*Work item*: Return the lines from the start of the data through the line with "pub enum MotionError". Include both of those lines and no others.
- Opening Delimiter -
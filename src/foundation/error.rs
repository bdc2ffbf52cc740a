/// Convenience result type used across motioncraft.
pub type MotionResult<T> = Result<T, MotionError>;

/// Top-level error taxonomy used by engine APIs.
#[derive(thiserror::Error, Debug)]
pub enum MotionError {
    /// Invalid caller input, raised before any frame is rendered.
    #[error("validation error: {0}")]
    Validation(String),

    /// A drawable, modifier or raster source failed to produce a buffer.
    #[error("render error: {0}")]
    Render(String),

    /// Temp directory, disk or encoder I/O failure during export.
    #[error("export io error: {0}")]
    ExportIo(String),

    /// The export was interrupted by its cancel token.
    #[error("export cancelled")]
    Cancelled,

    /// Errors when serializing or deserializing configuration.
    #[error("serialization error: {0}")]
    Serde(String),

    /// Wrapped lower-level error from dependencies or IO.
    #[error(transparent)]
    Other(#[from] anyhow::Error),
}

impl MotionError {
    /// Build a [`MotionError::Validation`] value.
    pub fn validation(msg: impl Into<String>) -> Self {
        Self::Validation(msg.into())
    }

    /// Build a [`MotionError::Render`] value.
    pub fn render(msg: impl Into<String>) -> Self {
        Self::Render(msg.into())
    }

    /// Build a [`MotionError::ExportIo`] value.
    pub fn export_io(msg: impl Into<String>) -> Self {
        Self::ExportIo(msg.into())
    }

    /// Build a [`MotionError::Serde`] value.
    pub fn serde(msg: impl Into<String>) -> Self {
        Self::Serde(msg.into())
    }

    /// `true` for [`MotionError::Cancelled`].
    pub fn is_cancelled(&self) -> bool {
        matches!(self, Self::Cancelled)
    }
}

#[cfg(test)]
#[path = "../../tests/unit/foundation/error.rs"]
mod tests;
- Closing Delimiter -
*Your response*:
filename src/foundation/error.rs
repository bdc2ffbf52cc740a
/// Convenience result type used across motioncraft.
pub type MotionResult<T> = Result<T, MotionError>;

/// Top-level error taxonomy used by engine APIs.
#[derive(thiserror::Error, Debug)]
pub enum MotionError {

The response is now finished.